MURRAY: The idea here is to change the economics because in many parts of the world, it’s more economic to knock the tree down than it is to leave it standing. Deforestation and degradation are one of the largest sources of greenhouse gas emissions in the world. This occurs primarily in the tropical countries.
So, different policies, from international policies to national policies throughout the world, have tried to develop financing mechanisms for REDD that pay these countries to reduce their emissions below some baseline level. And the idea here is when they reduce these emissions below some baseline level, they’re helping solve the climate change problem and they’re receiving compensation for it.

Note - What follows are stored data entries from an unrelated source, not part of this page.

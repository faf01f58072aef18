//! Field (column) definitions
//!
//! A field's kind and its type-specific property travel together in
//! [`FieldKind`], so a field can never carry a property that does not match
//! its type.

use std::fmt;

#[cfg(feature = "serde")]
use serde::{Deserialize, Serialize};

use crate::record::CellData;

/// A typed column definition within a datasheet
#[derive(Debug, Clone, PartialEq)]
#[cfg_attr(feature = "serde", derive(Serialize, Deserialize))]
pub struct Field {
    /// Unique id within the owning field map (e.g. `fld11111`)
    pub id: String,
    /// Display name. Not guaranteed unique, may contain `{`, `}` or `"`.
    pub name: String,
    /// Type and type-specific property
    #[cfg_attr(feature = "serde", serde(flatten))]
    pub kind: FieldKind,
}

impl Field {
    /// Create a new field
    pub fn new(id: impl Into<String>, name: impl Into<String>, kind: FieldKind) -> Self {
        Self {
            id: id.into(),
            name: name.into(),
            kind,
        }
    }

    /// Synthetic stand-in for a field map entry that has no definition.
    ///
    /// Reads as a Number field with precision 0, named after its id.
    pub fn placeholder(id: impl Into<String>) -> Self {
        let id = id.into();
        Self {
            name: id.clone(),
            id,
            kind: FieldKind::Number(NumberProperty::default()),
        }
    }

    /// The field's type tag
    pub fn field_type(&self) -> FieldType {
        self.kind.field_type()
    }

    /// Formula property, if this is a Formula field
    pub fn formula(&self) -> Option<&FormulaProperty> {
        match &self.kind {
            FieldKind::Formula(prop) => Some(prop),
            _ => None,
        }
    }

    /// Check if this is a Formula field
    pub fn is_formula(&self) -> bool {
        matches!(self.kind, FieldKind::Formula(_))
    }

    /// Option list for select fields
    pub fn options(&self) -> Option<&[SelectOption]> {
        match &self.kind {
            FieldKind::SingleSelect(prop) | FieldKind::MultiSelect(prop) => Some(&prop.options),
            _ => None,
        }
    }

    /// Check whether raw cell data has a shape this field can store.
    ///
    /// `Null` is accepted by every field.
    pub fn accepts(&self, data: &CellData) -> bool {
        if data.is_null() {
            return true;
        }
        match &self.kind {
            FieldKind::Text | FieldKind::SingleText => {
                matches!(data, CellData::Text(_) | CellData::Segments(_))
            }
            FieldKind::Number(_) | FieldKind::Currency(_) | FieldKind::Percent(_) => {
                matches!(data, CellData::Number(_))
            }
            FieldKind::DateTime(_) => matches!(data, CellData::Number(_) | CellData::Text(_)),
            FieldKind::Checkbox(_) => matches!(data, CellData::Bool(_)),
            FieldKind::SingleSelect(_) => matches!(data, CellData::Text(_)),
            FieldKind::MultiSelect(_) => matches!(data, CellData::Options(_)),
            // Computed, never stored
            FieldKind::Formula(_) => false,
        }
    }
}

/// Field kind with its type-specific property
#[derive(Debug, Clone, PartialEq)]
#[cfg_attr(
    feature = "serde",
    derive(Serialize, Deserialize),
    serde(tag = "type", content = "property")
)]
pub enum FieldKind {
    /// Multi-line rich text
    Text,
    /// Single-line text
    SingleText,
    Number(NumberProperty),
    Currency(CurrencyProperty),
    Percent(NumberProperty),
    DateTime(DateTimeProperty),
    Checkbox(CheckboxProperty),
    SingleSelect(SelectProperty),
    MultiSelect(SelectProperty),
    Formula(FormulaProperty),
}

impl FieldKind {
    /// The type tag of this kind
    pub fn field_type(&self) -> FieldType {
        match self {
            FieldKind::Text => FieldType::Text,
            FieldKind::SingleText => FieldType::SingleText,
            FieldKind::Number(_) => FieldType::Number,
            FieldKind::Currency(_) => FieldType::Currency,
            FieldKind::Percent(_) => FieldType::Percent,
            FieldKind::DateTime(_) => FieldType::DateTime,
            FieldKind::Checkbox(_) => FieldType::Checkbox,
            FieldKind::SingleSelect(_) => FieldType::SingleSelect,
            FieldKind::MultiSelect(_) => FieldType::MultiSelect,
            FieldKind::Formula(_) => FieldType::Formula,
        }
    }
}

/// Field type tag (no property)
#[derive(Debug, Clone, Copy, PartialEq, Eq, Hash)]
pub enum FieldType {
    Text,
    SingleText,
    Number,
    Currency,
    Percent,
    DateTime,
    Checkbox,
    SingleSelect,
    MultiSelect,
    Formula,
}

impl FieldType {
    /// Type name as shown to users
    pub fn as_str(&self) -> &'static str {
        match self {
            FieldType::Text => "Text",
            FieldType::SingleText => "SingleText",
            FieldType::Number => "Number",
            FieldType::Currency => "Currency",
            FieldType::Percent => "Percent",
            FieldType::DateTime => "DateTime",
            FieldType::Checkbox => "Checkbox",
            FieldType::SingleSelect => "SingleSelect",
            FieldType::MultiSelect => "MultiSelect",
            FieldType::Formula => "Formula",
        }
    }
}

impl fmt::Display for FieldType {
    fn fmt(&self, f: &mut fmt::Formatter<'_>) -> fmt::Result {
        f.write_str(self.as_str())
    }
}

/// Number / Percent property
#[derive(Debug, Clone, Copy, PartialEq, Eq, Default)]
#[cfg_attr(feature = "serde", derive(Serialize, Deserialize))]
pub struct NumberProperty {
    /// Decimal places used for display
    #[cfg_attr(feature = "serde", serde(default))]
    pub precision: u8,
}

impl NumberProperty {
    pub fn with_precision(precision: u8) -> Self {
        Self { precision }
    }
}

/// Currency property
#[derive(Debug, Clone, PartialEq, Eq)]
#[cfg_attr(feature = "serde", derive(Serialize, Deserialize))]
pub struct CurrencyProperty {
    #[cfg_attr(feature = "serde", serde(default))]
    pub precision: u8,
    pub symbol: String,
}

/// DateTime property
#[derive(Debug, Clone, Copy, PartialEq, Eq, Default)]
#[cfg_attr(
    feature = "serde",
    derive(Serialize, Deserialize),
    serde(rename_all = "camelCase")
)]
pub struct DateTimeProperty {
    #[cfg_attr(feature = "serde", serde(default))]
    pub date_format: DateFormat,
    #[cfg_attr(feature = "serde", serde(default))]
    pub time_format: TimeFormat,
    #[cfg_attr(feature = "serde", serde(default))]
    pub include_time: bool,
    #[cfg_attr(feature = "serde", serde(default))]
    pub auto_fill: bool,
}

impl DateTimeProperty {
    /// Display pattern (date, then time when `include_time` is set)
    pub fn pattern(&self) -> String {
        if self.include_time {
            format!("{} {}", self.date_format.pattern(), self.time_format.pattern())
        } else {
            self.date_format.pattern().to_string()
        }
    }
}

/// Date display format, stored as a small integer code
#[derive(Debug, Clone, Copy, PartialEq, Eq, Default)]
#[cfg_attr(
    feature = "serde",
    derive(Serialize, Deserialize),
    serde(try_from = "u8", into = "u8")
)]
pub enum DateFormat {
    #[default]
    YearMonthDaySlash,
    YearMonthDayDash,
    DayMonthYear,
    MonthDayYear,
    YearMonth,
    MonthDay,
    Year,
    Month,
    Day,
}

impl DateFormat {
    /// Pattern in the `DATETIME_FORMAT` token syntax
    pub fn pattern(&self) -> &'static str {
        match self {
            DateFormat::YearMonthDaySlash => "YYYY/MM/DD",
            DateFormat::YearMonthDayDash => "YYYY-MM-DD",
            DateFormat::DayMonthYear => "DD/MM/YYYY",
            DateFormat::MonthDayYear => "MM/DD/YYYY",
            DateFormat::YearMonth => "YYYY-MM",
            DateFormat::MonthDay => "MM-DD",
            DateFormat::Year => "YYYY",
            DateFormat::Month => "MM",
            DateFormat::Day => "DD",
        }
    }
}

impl TryFrom<u8> for DateFormat {
    type Error = String;

    fn try_from(code: u8) -> std::result::Result<Self, Self::Error> {
        Ok(match code {
            0 => DateFormat::YearMonthDaySlash,
            1 => DateFormat::YearMonthDayDash,
            2 => DateFormat::DayMonthYear,
            3 => DateFormat::MonthDayYear,
            4 => DateFormat::YearMonth,
            5 => DateFormat::MonthDay,
            6 => DateFormat::Year,
            7 => DateFormat::Month,
            8 => DateFormat::Day,
            other => return Err(format!("unknown date format code {}", other)),
        })
    }
}

impl From<DateFormat> for u8 {
    fn from(format: DateFormat) -> u8 {
        format as u8
    }
}

/// Time display format, stored as a small integer code
#[derive(Debug, Clone, Copy, PartialEq, Eq, Default)]
#[cfg_attr(
    feature = "serde",
    derive(Serialize, Deserialize),
    serde(try_from = "u8", into = "u8")
)]
pub enum TimeFormat {
    /// `HH:mm`
    #[default]
    Hour24,
    /// `hh:mm A`
    Hour12,
}

impl TimeFormat {
    pub fn pattern(&self) -> &'static str {
        match self {
            TimeFormat::Hour24 => "HH:mm",
            TimeFormat::Hour12 => "hh:mm A",
        }
    }
}

impl TryFrom<u8> for TimeFormat {
    type Error = String;

    fn try_from(code: u8) -> std::result::Result<Self, Self::Error> {
        match code {
            0 => Ok(TimeFormat::Hour24),
            1 => Ok(TimeFormat::Hour12),
            other => Err(format!("unknown time format code {}", other)),
        }
    }
}

impl From<TimeFormat> for u8 {
    fn from(format: TimeFormat) -> u8 {
        format as u8
    }
}

/// Checkbox property
#[derive(Debug, Clone, PartialEq, Eq, Default)]
#[cfg_attr(feature = "serde", derive(Serialize, Deserialize))]
pub struct CheckboxProperty {
    #[cfg_attr(feature = "serde", serde(default))]
    pub icon: String,
}

/// Single/multi select property
#[derive(Debug, Clone, PartialEq, Eq, Default)]
#[cfg_attr(feature = "serde", derive(Serialize, Deserialize))]
pub struct SelectProperty {
    /// Ordered option list
    pub options: Vec<SelectOption>,
}

impl SelectProperty {
    /// Look up an option by id
    pub fn option(&self, id: &str) -> Option<&SelectOption> {
        self.options.iter().find(|opt| opt.id == id)
    }
}

/// One option of a select field
#[derive(Debug, Clone, PartialEq, Eq)]
#[cfg_attr(feature = "serde", derive(Serialize, Deserialize))]
pub struct SelectOption {
    pub id: String,
    pub name: String,
    #[cfg_attr(feature = "serde", serde(default))]
    pub color: u32,
}

impl SelectOption {
    pub fn new(id: impl Into<String>, name: impl Into<String>, color: u32) -> Self {
        Self {
            id: id.into(),
            name: name.into(),
            color,
        }
    }
}

/// Formula property
///
/// `datasheet_id` names the datasheet whose schema the expression is written
/// against, which may differ from the datasheet holding the record.
#[derive(Debug, Clone, PartialEq)]
#[cfg_attr(
    feature = "serde",
    derive(Serialize, Deserialize),
    serde(rename_all = "camelCase")
)]
pub struct FormulaProperty {
    pub expression: String,
    pub datasheet_id: String,
    /// Display hints for the computed value
    #[cfg_attr(feature = "serde", serde(default))]
    pub formatting: Option<Formatting>,
}

impl FormulaProperty {
    pub fn new(expression: impl Into<String>, datasheet_id: impl Into<String>) -> Self {
        Self {
            expression: expression.into(),
            datasheet_id: datasheet_id.into(),
            formatting: None,
        }
    }
}

/// Result formatting carried by a Formula field
#[derive(Debug, Clone, PartialEq)]
#[cfg_attr(
    feature = "serde",
    derive(Serialize, Deserialize),
    serde(tag = "formatType", rename_all = "camelCase")
)]
pub enum Formatting {
    Number { precision: u8 },
    Currency { precision: u8, symbol: String },
    Percent { precision: u8 },
    DateTime(DateTimeProperty),
}

#[cfg(test)]
mod tests {
    use super::*;

    #[test]
    fn test_placeholder_is_number_precision_zero() {
        let field = Field::placeholder("fldMissing");
        assert_eq!(field.name, "fldMissing");
        assert_eq!(field.field_type(), FieldType::Number);
        assert_eq!(field.kind, FieldKind::Number(NumberProperty { precision: 0 }));
    }

    #[test]
    fn test_accepts_cell_shapes() {
        let number = Field::new("a", "a", FieldKind::Number(NumberProperty::default()));
        assert!(number.accepts(&CellData::Number(1.0)));
        assert!(number.accepts(&CellData::Null));
        assert!(!number.accepts(&CellData::Text("1".into())));

        let multi = Field::new("d", "d", FieldKind::MultiSelect(SelectProperty::default()));
        assert!(multi.accepts(&CellData::Options(vec!["opt1".into()])));
        assert!(!multi.accepts(&CellData::Bool(true)));
    }

    #[test]
    fn test_datetime_pattern() {
        let prop = DateTimeProperty {
            date_format: DateFormat::YearMonthDayDash,
            time_format: TimeFormat::Hour12,
            include_time: true,
            auto_fill: false,
        };
        assert_eq!(prop.pattern(), "YYYY-MM-DD hh:mm A");
        assert_eq!(DateTimeProperty::default().pattern(), "YYYY/MM/DD");
    }

    #[test]
    fn test_format_codes() {
        assert_eq!(DateFormat::try_from(3), Ok(DateFormat::MonthDayYear));
        assert!(DateFormat::try_from(42).is_err());
        assert_eq!(u8::from(TimeFormat::Hour12), 1);
    }

    #[cfg(feature = "serde")]
    #[test]
    fn test_field_json_shape() {
        let json = r#"{"id":"c","name":"c","type":"DateTime",
            "property":{"dateFormat":0,"timeFormat":0,"includeTime":false,"autoFill":false}}"#;
        let field: Field = serde_json::from_str(json).unwrap();
        assert_eq!(field.field_type(), FieldType::DateTime);

        let json = r#"{"id":"x","name":"x","type":"Formula",
            "property":{"datasheetId":"dst123","expression":"{a} + 1"}}"#;
        let field: Field = serde_json::from_str(json).unwrap();
        assert_eq!(field.formula().unwrap().datasheet_id, "dst123");
    }
}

GELLERMAN: Potentially, rainforest REDD could be worth a lot of green: a hundred billion dollars a year or more. Nations with rainforests would put a value on the carbon in their trees, and then countries or companies that want to offset their fossil fuel emissions could buy REDD credits.
The scheme could work as long as there's a forest to save. But we're losing the Amazon rainforest. Two devastating droughts in the past five years have turned it from a giant carbon sink to a huge source of climate changing gas. So what happens now to the REDD financial scheme as the forest dries and dies? Again, here’s Duke University professor Brian Murray:
MURRAY: Well, that is the question. Just like many investments in the world, you can think of it as a big investment, and sometimes those investments, pardon the pun, go up in flames. And the issue is, what have you done to protect yourself against that?

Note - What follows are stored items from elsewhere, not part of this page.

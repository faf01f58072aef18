//! dsheet - evaluate datasheet formulas against JSON fixtures
//!
//! A fixture is a JSON object `{"datasheets": [...]}` where each datasheet is
//! `{"id", "name", "fields": [...], "records": [...]}`.

use anyhow::{bail, Context, Result};
use chrono::{DateTime, Utc};
use clap::{Parser, Subcommand};
use datasheet::prelude::*;
use datasheet::{LintWarning, ValueKind};
use serde::Deserialize;
use std::path::{Path, PathBuf};
use tracing_subscriber::EnvFilter;

#[derive(Parser)]
#[command(name = "dsheet")]
#[command(author, version, about = "Datasheet formula evaluation tool")]
struct Cli {
    /// Log engine internals (-v debug, -vv trace). RUST_LOG overrides.
    #[arg(short, long, action = clap::ArgAction::Count, global = true)]
    verbose: u8,

    #[command(subcommand)]
    command: Commands,
}

#[derive(Subcommand)]
enum Commands {
    /// Evaluate a Formula field (or an ad-hoc expression) for records
    Eval {
        /// Fixture file (JSON)
        fixture: PathBuf,

        /// Datasheet id
        #[arg(short, long)]
        datasheet: String,

        /// Formula field id the expression is evaluated as
        #[arg(short, long)]
        field: String,

        /// Only this record (default: every record)
        #[arg(short, long)]
        record: Option<String>,

        /// Expression to evaluate instead of the field's own
        #[arg(short, long)]
        expression: Option<String>,

        /// Clock for TODAY()/NOW(), RFC 3339 (default: system clock)
        #[arg(long)]
        now: Option<String>,

        /// Print raw values instead of formatted ones
        #[arg(long)]
        raw: bool,
    },

    /// Parse an expression and report lint warnings or syntax errors
    Check {
        /// Expression text
        expression: String,
    },

    /// Calculate a Formula column for every record
    Calc {
        /// Fixture file (JSON)
        fixture: PathBuf,

        /// Datasheet id
        #[arg(short, long)]
        datasheet: String,

        /// Formula field id
        #[arg(short, long)]
        field: String,

        /// Clock for TODAY()/NOW(), RFC 3339 (default: system clock)
        #[arg(long)]
        now: Option<String>,
    },
}

#[derive(Deserialize)]
struct Fixture {
    datasheets: Vec<Datasheet>,
}

impl Fixture {
    fn load(path: &Path) -> Result<Self> {
        let text = std::fs::read_to_string(path)
            .with_context(|| format!("Failed to read '{}'", path.display()))?;
        let fixture: Fixture = serde_json::from_str(&text)
            .with_context(|| format!("Failed to parse fixture '{}'", path.display()))?;
        tracing::debug!(
            path = %path.display(),
            datasheets = fixture.datasheets.len(),
            "loaded fixture"
        );
        Ok(fixture)
    }

    fn datasheet(&self, id: &str) -> Result<&Datasheet> {
        self.datasheets
            .iter()
            .find(|ds| ds.id == id)
            .with_context(|| format!("Datasheet '{}' not found in fixture", id))
    }
}

fn main() -> Result<()> {
    let cli = Cli::parse();
    init_logging(cli.verbose);

    match cli.command {
        Commands::Eval {
            fixture,
            datasheet,
            field,
            record,
            expression,
            now,
            raw,
        } => eval(
            &fixture,
            &datasheet,
            &field,
            record.as_deref(),
            expression.as_deref(),
            now.as_deref(),
            raw,
        ),
        Commands::Check { expression } => check(&expression),
        Commands::Calc {
            fixture,
            datasheet,
            field,
            now,
        } => calc(&fixture, &datasheet, &field, now.as_deref()),
    }
}

fn init_logging(verbose: u8) {
    let default = match verbose {
        0 => "warn",
        1 => "debug",
        _ => "trace",
    };
    let filter = EnvFilter::try_from_default_env().unwrap_or_else(|_| EnvFilter::new(default));
    tracing_subscriber::fmt()
        .with_env_filter(filter)
        .with_target(false)
        .with_writer(std::io::stderr)
        .init();
}

fn parse_now(now: Option<&str>) -> Result<DateTime<Utc>> {
    match now {
        Some(text) => DateTime::parse_from_rfc3339(text)
            .map(|dt| dt.with_timezone(&Utc))
            .with_context(|| format!("Invalid --now '{}', expected RFC 3339", text)),
        None => Ok(Utc::now()),
    }
}

/// Print `expression` with a caret under the byte offset
fn print_caret(expression: &str, offset: usize, message: &str) {
    let column = expression.get(..offset).map_or(0, |s| s.chars().count());
    eprintln!("  {}", expression);
    eprintln!("  {}^ {}", " ".repeat(column), message);
}

fn print_warnings(expression: &str, warnings: &[LintWarning]) {
    for warning in warnings {
        eprintln!("warning: {}", warning.message);
        print_caret(expression, warning.offset, "here");
    }
}

fn parse_or_report(expression: &str) -> Result<ParsedExpression> {
    match parse_expression(expression) {
        Ok(parsed) => {
            print_warnings(expression, parsed.warnings());
            Ok(parsed)
        }
        Err(err) => {
            eprintln!("error: {}", err);
            if let Some(offset) = err.offset() {
                print_caret(expression, offset, "here");
            }
            Err(anyhow::Error::new(err).context("Expression does not parse"))
        }
    }
}

fn render(value: &TypedValue, raw: bool) -> String {
    match (&value.value, raw) {
        (Value::Error(err), _) => format!("{} {}", err.kind.badge(), err.message),
        (other, true) => format!("{}({})", value.kind(), other.to_text()),
        (_, false) if value.kind() == ValueKind::Blank => String::new(),
        (_, false) => value.display(),
    }
}

#[allow(clippy::too_many_arguments)]
fn eval(
    fixture: &Path,
    datasheet_id: &str,
    field_id: &str,
    record_id: Option<&str>,
    expression: Option<&str>,
    now: Option<&str>,
    raw: bool,
) -> Result<()> {
    let fixture = Fixture::load(fixture)?;
    let sheet = fixture.datasheet(datasheet_id)?;
    let field = sheet
        .fields
        .require(field_id)
        .with_context(|| format!("Field '{}' not in datasheet '{}'", field_id, sheet.id))?;

    let expression = match (expression, field.formula()) {
        (Some(text), _) => text,
        (None, Some(property)) => property.expression.as_str(),
        (None, None) => bail!("Field '{}' is not a Formula field; pass --expression", field_id),
    };
    let parsed = parse_or_report(expression)?;
    let now = parse_now(now)?;

    let records: Vec<&Record> = match record_id {
        Some(id) => vec![sheet
            .record(id)
            .with_context(|| format!("Record '{}' not in datasheet '{}'", id, sheet.id))?],
        None => sheet.records.iter().collect(),
    };

    for record in records {
        let ctx =
            EvaluationContext::new(&sheet.fields, record, now).with_sources(&fixture.datasheets);
        let value = datasheet::evaluate_parsed(&parsed, &ctx, field);
        println!("{}\t{}", record.id, render(&value, raw));
    }

    Ok(())
}

fn check(expression: &str) -> Result<()> {
    let parsed = parse_or_report(expression)?;
    let references = parsed.field_references();
    if references.is_empty() {
        println!("ok");
    } else {
        println!("ok, references: {}", references.join(", "));
    }
    Ok(())
}

fn calc(fixture: &Path, datasheet_id: &str, field_id: &str, now: Option<&str>) -> Result<()> {
    let fixture = Fixture::load(fixture)?;
    let sheet = fixture.datasheet(datasheet_id)?;
    let options = CalculationOptions {
        now: Some(parse_now(now)?),
        ..CalculationOptions::default()
    };

    let output = sheet
        .calculate_field(field_id, &options, &fixture.datasheets)
        .with_context(|| format!("Failed to calculate field '{}'", field_id))?;

    for entry in &output.values {
        println!("{}\t{}", entry.record_id, render(&entry.value, false));
    }
    eprintln!(
        "Calculated {} records ({} errors)",
        output.stats.records, output.stats.errors
    );

    Ok(())
}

When these countries get paid for these emission reductions, they’re often translated into credits that others can use to offset their emissions. And if those credits are sold into the market, and somebody has used it and said, ‘I’ve offset my emissions because I’ve saved these forests in the Amazon,’ then, you know, then a deal has been done. The problem is then if you come in later and those forests end up back in the atmosphere again because of fire, that original deal doesn’t look like such a good deal. So how are you going to cover that?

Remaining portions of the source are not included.